### What is required:
Each line of the data below should be repeated exactly.
Input for this task: Begin
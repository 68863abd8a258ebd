//! Serialised access to a process-wide log capture.
//!
//! The engine logs through `tracing` with its `log` bridge enabled, so
//! records such as per-frame diagnostics and buffer overflows
//! reach the [`logtest::Logger`] installed here. Tests normally call
//! [`LoggerHandle::drain_matching`] to pull out the records for one event
//! (for example `Level::Info` with `"frame received"`) and ignore the
//! engine's lifecycle noise at `debug`.

use std::sync::{Mutex, MutexGuard, OnceLock, PoisonError};

use logtest::{Logger, Record};
use rstest::fixture;

/// Handle to the global logger with exclusive access.
///
/// This guard ensures tests do not interfere with each other's log capture by
/// serialising access to a [`logtest::Logger`].
pub struct LoggerHandle {
    guard: MutexGuard<'static, Logger>,
}

impl LoggerHandle {
    /// Acquire the global [`Logger`] instance and discard earlier records.
    pub fn new() -> Self {
        static LOGGER: OnceLock<Mutex<Logger>> = OnceLock::new();

        let logger = LOGGER.get_or_init(|| Mutex::new(Logger::start()));
        let mut guard = logger.lock().unwrap_or_else(PoisonError::into_inner);
        while guard.pop().is_some() {}

        Self { guard }
    }

    /// Drain captured records at `level` whose message contains `needle`.
    pub fn drain_matching(&mut self, level: log::Level, needle: &str) -> Vec<Record> {
        let mut found = Vec::new();
        while let Some(record) = self.guard.pop() {
            if record.level() == level && record.args().contains(needle) {
                found.push(record);
            }
        }
        found
    }
}

impl Default for LoggerHandle {
    fn default() -> Self { Self::new() }
}

impl std::ops::Deref for LoggerHandle {
    type Target = Logger;

    fn deref(&self) -> &Self::Target { &self.guard }
}

impl std::ops::DerefMut for LoggerHandle {
    fn deref_mut(&mut self) -> &mut Self::Target { &mut self.guard }
}

#[allow(
    unused_braces,
    reason = "rustc false positive for single line rstest fixtures"
)]
#[fixture]
pub fn logger() -> LoggerHandle { LoggerHandle::new() }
Input for this task: End
### Exercise output:
repository 68863abd8a258ebd
//! Serialised access to a process-wide log capture.
//!
//! The engine logs through `tracing` with its `log` bridge enabled, so
//! records such as per-frame diagnostics and buffer overflows
//! reach the [`logtest::Logger`] installed here. Tests normally call
//! [`LoggerHandle::drain_matching`] to pull out the records for one event
//! (for example `Level::Info` with `"frame received"`) and ignore the
//! engine's lifecycle noise at `debug`.

use std::sync::{Mutex, MutexGuard, OnceLock, PoisonError};

use logtest::{Logger, Record};
use rstest::fixture;

/// Handle to the global logger with exclusive access.
///
/// This guard ensures tests do not interfere with each other's log capture by
/// serialising access to a [`logtest::Logger`].
pub struct LoggerHandle {
    guard: MutexGuard<'static, Logger>,
}

impl LoggerHandle {
    /// Acquire the global [`Logger`] instance and discard earlier records.
    pub fn new() -> Self {
        static LOGGER: OnceLock<Mutex<Logger>> = OnceLock::new();

        let logger = LOGGER.get_or_init(|| Mutex::new(Logger::start()));
        let mut guard = logger.lock().unwrap_or_else(PoisonError::into_inner);
        while guard.pop().is_some() {}

        Self { guard }
    }

    /// Drain captured records at `level` whose message contains `needle`.
    pub fn drain_matching(&mut self, level: log::Level, needle: &str) -> Vec<Record> {
        let mut found = Vec::new();
        while let Some(record) = self.guard.pop() {
            if record.level() == level && record.args().contains(needle) {
                found.push(record);
            }
        }
        found
    }
}

impl Default for LoggerHandle {
    fn default() -> Self { Self::new() }
}

impl std::ops::Deref for LoggerHandle {
    type Target = Logger;

    fn deref(&self) -> &Self::Target { &self.guard }
}

impl std::ops::DerefMut for LoggerHandle {
    fn deref_mut(&mut self) -> &mut Self::Target { &mut self.guard }
}

#[allow(
    unused_braces,
    reason = "rustc false positive for single line rstest fixtures"
)]
#[fixture]
pub fn logger() -> LoggerHandle { LoggerHandle::new() }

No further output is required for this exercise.